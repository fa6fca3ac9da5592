//! Serenity Audio Backend
//!
//! Mood-conditioned procedural synthesis of short therapeutic clips.
//!
//! # Overview
//!
//! A [`SynthesisRequest`](serenity_spec::SynthesisRequest) names a mood, an
//! ordered instrument list, and an optional mood history. The backend runs a
//! fixed pipeline over one owned mono buffer:
//!
//! 1. **Harmonics** - additive partials from the mood's profile, shaped by
//!    its envelope
//! 2. **Instruments** - timbral post-processes in request order
//! 3. **Therapy** - history-driven grounding and alpha tones, plus at most
//!    one mood-specific stage
//! 4. **Binaural** - a low-frequency beat tone for moods that admit one
//! 5. **Finalize** - peak normalization and metadata
//!
//! # Determinism
//!
//! All randomness comes from PCG32 streams derived from the request seed via
//! BLAKE3, so the same request and seed give the same samples.
//!
//! # Example
//!
//! ```
//! use serenity_backend_audio::synthesize;
//! use serenity_spec::{SynthesisConfig, SynthesisRequest};
//!
//! let request = SynthesisRequest::builder("calm")
//!     .duration_seconds(1)
//!     .seed(42)
//!     .build();
//! let output = synthesize(&request, &SynthesisConfig::default()).unwrap();
//!
//! assert_eq!(output.samples().len(), 22050);
//! assert!(!output.metadata.therapeutic_elements.binaural_beats);
//! println!("PCM hash: {}", output.to_wav().pcm_hash);
//! ```

pub mod analysis;
pub mod binaural;
pub mod cancel;
pub mod envelope;
pub mod error;
pub mod finalize;
pub mod generate;
pub mod instrument;
pub mod profile;
pub mod rng;
pub mod synthesis;
pub mod therapy;
pub mod wav;
pub mod waveform;

pub use cancel::CancelToken;
pub use envelope::EnvelopeShape;
pub use error::{AudioError, AudioResult};
pub use generate::{synthesize, synthesize_with_cancel, GenerationOutput};
pub use profile::MoodProfile;
pub use therapy::{EffectDecision, MoodAverages, MoodEffect};
pub use wav::WavResult;
pub use waveform::Waveform;
//! Validate command implementation
//!
//! Checks a request against the synthesis limits without generating audio.

use std::path::Path;
use std::process::ExitCode;

use anyhow::Result;
use colored::Colorize;
use serenity_spec::validate_request;

use super::json_output::{JsonError, JsonWarning, ValidateOutput};
use super::{EXIT_OK, EXIT_REQUEST_ERROR};
use crate::input::{load_config, load_request};

/// Run the validate command
///
/// # Returns
/// Exit code: 0 if valid, 1 if invalid
pub fn run(request_path: &str, config_path: Option<&str>, json_output: bool) -> Result<ExitCode> {
    let request = load_request(Path::new(request_path))?;
    let config = load_config(config_path, None)?;
    let result = validate_request(&request, &config);
    let status = if result.is_ok() {
        EXIT_OK
    } else {
        EXIT_REQUEST_ERROR
    };

    if json_output {
        let output = ValidateOutput {
            success: result.is_ok(),
            request: request_path.to_string(),
            errors: result.errors.iter().map(JsonError::from).collect(),
            warnings: result.warnings.iter().map(JsonWarning::from).collect(),
        };
        println!("{}", serde_json::to_string_pretty(&output)?);
        return Ok(ExitCode::from(status));
    }

    println!("{} {}", "Validating:".cyan().bold(), request_path);
    for error in &result.errors {
        println!("  {} {}", "x".red(), error);
    }
    for warning in &result.warnings {
        println!("  {} {}", "!".yellow(), warning);
    }

    if result.is_ok() {
        println!(
            "\n{} Request is valid (mood resolves to {})",
            "SUCCESS".green().bold(),
            request.resolved_mood()
        );
    } else {
        println!(
            "\n{} {} error(s)",
            "FAILED".red().bold(),
            result.errors.len()
        );
    }

    Ok(ExitCode::from(status))
}
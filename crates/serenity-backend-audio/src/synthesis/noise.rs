//! Gaussian noise source.

use rand::Rng;
use rand_distr::Normal;
use rand_pcg::Pcg32;

use super::Synthesizer;

/// Zero-mean white Gaussian noise.
#[derive(Debug, Clone, Copy)]
pub struct NoiseSynth {
    /// Standard deviation of each sample.
    pub std_dev: f64,
}

impl NoiseSynth {
    /// Creates a noise source with the given standard deviation.
    pub fn gaussian(std_dev: f64) -> Self {
        Self { std_dev }
    }
}

impl Synthesizer for NoiseSynth {
    fn synthesize(&self, num_samples: usize, _sample_rate: u32, rng: &mut Pcg32) -> Vec<f64> {
        match Normal::new(0.0, self.std_dev) {
            Ok(normal) => rng.sample_iter(normal).take(num_samples).collect(),
            Err(_) => {
                tracing::warn!(std_dev = self.std_dev, "invalid noise deviation, emitting silence");
                vec![0.0; num_samples]
            }
        }
    }
}

#[cfg(test)]
mod tests {
    use super::*;
    use crate::rng::create_rng;

    #[test]
    fn test_length_and_determinism() {
        let noise = NoiseSynth::gaussian(0.01);
        let a = noise.synthesize(1000, 22050, &mut create_rng(42));
        let b = noise.synthesize(1000, 22050, &mut create_rng(42));
        assert_eq!(a.len(), 1000);
        assert_eq!(a, b);
    }

    #[test]
    fn test_statistics() {
        let samples = NoiseSynth::gaussian(0.01).synthesize(50_000, 22050, &mut create_rng(7));
        let n = samples.len() as f64;
        let mean = samples.iter().sum::<f64>() / n;
        let var = samples.iter().map(|s| (s - mean).powi(2)).sum::<f64>() / n;

        assert!(mean.abs() < 5e-4, "mean {}", mean);
        assert!((var.sqrt() - 0.01).abs() < 5e-4, "std {}", var.sqrt());
    }

    #[test]
    fn test_invalid_deviation_is_silent() {
        let samples = NoiseSynth::gaussian(f64::NAN).synthesize(10, 22050, &mut create_rng(1));
        assert!(samples.iter().all(|&s| s == 0.0));
    }
}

··········

Task statement
Exactly as written, please output every entry.

Output of the task
repository fa6fca3ac9da5592
//! Serenity Audio Backend
//!
//! Mood-conditioned procedural synthesis of short therapeutic clips.
//!
//! # Overview
//!
//! A [`SynthesisRequest`](serenity_spec::SynthesisRequest) names a mood, an
//! ordered instrument list, and an optional mood history. The backend runs a
//! fixed pipeline over one owned mono buffer:
//!
//! 1. **Harmonics** - additive partials from the mood's profile, shaped by
//!    its envelope
//! 2. **Instruments** - timbral post-processes in request order
//! 3. **Therapy** - history-driven grounding and alpha tones, plus at most
//!    one mood-specific stage
//! 4. **Binaural** - a low-frequency beat tone for moods that admit one
//! 5. **Finalize** - peak normalization and metadata
//!
//! # Determinism
//!
//! All randomness comes from PCG32 streams derived from the request seed via
//! BLAKE3, so the same request and seed give the same samples.
//!
//! # Example
//!
//! ```
//! use serenity_backend_audio::synthesize;
//! use serenity_spec::{SynthesisConfig, SynthesisRequest};
//!
//! let request = SynthesisRequest::builder("calm")
//!     .duration_seconds(1)
//!     .seed(42)
//!     .build();
//! let output = synthesize(&request, &SynthesisConfig::default()).unwrap();
//!
//! assert_eq!(output.samples().len(), 22050);
//! assert!(!output.metadata.therapeutic_elements.binaural_beats);
//! println!("PCM hash: {}", output.to_wav().pcm_hash);
//! ```

pub mod analysis;
pub mod binaural;
pub mod cancel;
pub mod envelope;
pub mod error;
pub mod finalize;
pub mod generate;
pub mod instrument;
pub mod profile;
pub mod rng;
pub mod synthesis;
pub mod therapy;
pub mod wav;
pub mod waveform;

pub use cancel::CancelToken;
pub use envelope::EnvelopeShape;
pub use error::{AudioError, AudioResult};
pub use generate::{synthesize, synthesize_with_cancel, GenerationOutput};
pub use profile::MoodProfile;
pub use therapy::{EffectDecision, MoodAverages, MoodEffect};
pub use wav::WavResult;
pub use waveform::Waveform;
//! Validate command implementation
//!
//! Checks a request against the synthesis limits without generating audio.

use std::path::Path;
use std::process::ExitCode;

use anyhow::Result;
use colored::Colorize;
use serenity_spec::validate_request;

use super::json_output::{JsonError, JsonWarning, ValidateOutput};
use super::{EXIT_OK, EXIT_REQUEST_ERROR};
use crate::input::{load_config, load_request};

/// Run the validate command
///
/// # Returns
/// Exit code: 0 if valid, 1 if invalid
pub fn run(request_path: &str, config_path: Option<&str>, json_output: bool) -> Result<ExitCode> {
    let request = load_request(Path::new(request_path))?;
    let config = load_config(config_path, None)?;
    let result = validate_request(&request, &config);
    let status = if result.is_ok() {
        EXIT_OK
    } else {
        EXIT_REQUEST_ERROR
    };

    if json_output {
        let output = ValidateOutput {
            success: result.is_ok(),
            request: request_path.to_string(),
            errors: result.errors.iter().map(JsonError::from).collect(),
            warnings: result.warnings.iter().map(JsonWarning::from).collect(),
        };
        println!("{}", serde_json::to_string_pretty(&output)?);
        return Ok(ExitCode::from(status));
    }

    println!("{} {}", "Validating:".cyan().bold(), request_path);
    for error in &result.errors {
        println!("  {} {}", "x".red(), error);
    }
    for warning in &result.warnings {
        println!("  {} {}", "!".yellow(), warning);
    }

    if result.is_ok() {
        println!(
            "\n{} Request is valid (mood resolves to {})",
            "SUCCESS".green().bold(),
            request.resolved_mood()
        );
    } else {
        println!(
            "\n{} {} error(s)",
            "FAILED".red().bold(),
            result.errors.len()
        );
    }

    Ok(ExitCode::from(status))
}
filename crates/serenity-backend-audio/src/synthesis/noise.rs
//! Gaussian noise source.

use rand::Rng;
use rand_distr::Normal;
use rand_pcg::Pcg32;

use super::Synthesizer;

/// Zero-mean white Gaussian noise.
#[derive(Debug, Clone, Copy)]
pub struct NoiseSynth {
    /// Standard deviation of each sample.
    pub std_dev: f64,
}

impl NoiseSynth {
    /// Creates a noise source with the given standard deviation.
    pub fn gaussian(std_dev: f64) -> Self {
        Self { std_dev }
    }
}

impl Synthesizer for NoiseSynth {
    fn synthesize(&self, num_samples: usize, _sample_rate: u32, rng: &mut Pcg32) -> Vec<f64> {
        match Normal::new(0.0, self.std_dev) {
            Ok(normal) => rng.sample_iter(normal).take(num_samples).collect(),
            Err(_) => {
                tracing::warn!(std_dev = self.std_dev, "invalid noise deviation, emitting silence");
                vec![0.0; num_samples]
            }
        }
    }
}

#[cfg(test)]
mod tests {
    use super::*;
    use crate::rng::create_rng;

    #[test]
    fn test_length_and_determinism() {
        let noise = NoiseSynth::gaussian(0.01);
        let a = noise.synthesize(1000, 22050, &mut create_rng(42));
        let b = noise.synthesize(1000, 22050, &mut create_rng(42));
        assert_eq!(a.len(), 1000);
        assert_eq!(a, b);
    }

    #[test]
    fn test_statistics() {
        let samples = NoiseSynth::gaussian(0.01).synthesize(50_000, 22050, &mut create_rng(7));
        let n = samples.len() as f64;
        let mean = samples.iter().sum::<f64>() / n;
        let var = samples.iter().map(|s| (s - mean).powi(2)).sum::<f64>() / n;

        assert!(mean.abs() < 5e-4, "mean {}", mean);
        assert!((var.sqrt() - 0.01).abs() < 5e-4, "std {}", var.sqrt());
    }

    #[test]
    fn test_invalid_deviation_is_silent() {
        let samples = NoiseSynth::gaussian(f64::NAN).synthesize(10, 22050, &mut create_rng(1));
        assert!(samples.iter().all(|&s| s == 0.0));
    }
}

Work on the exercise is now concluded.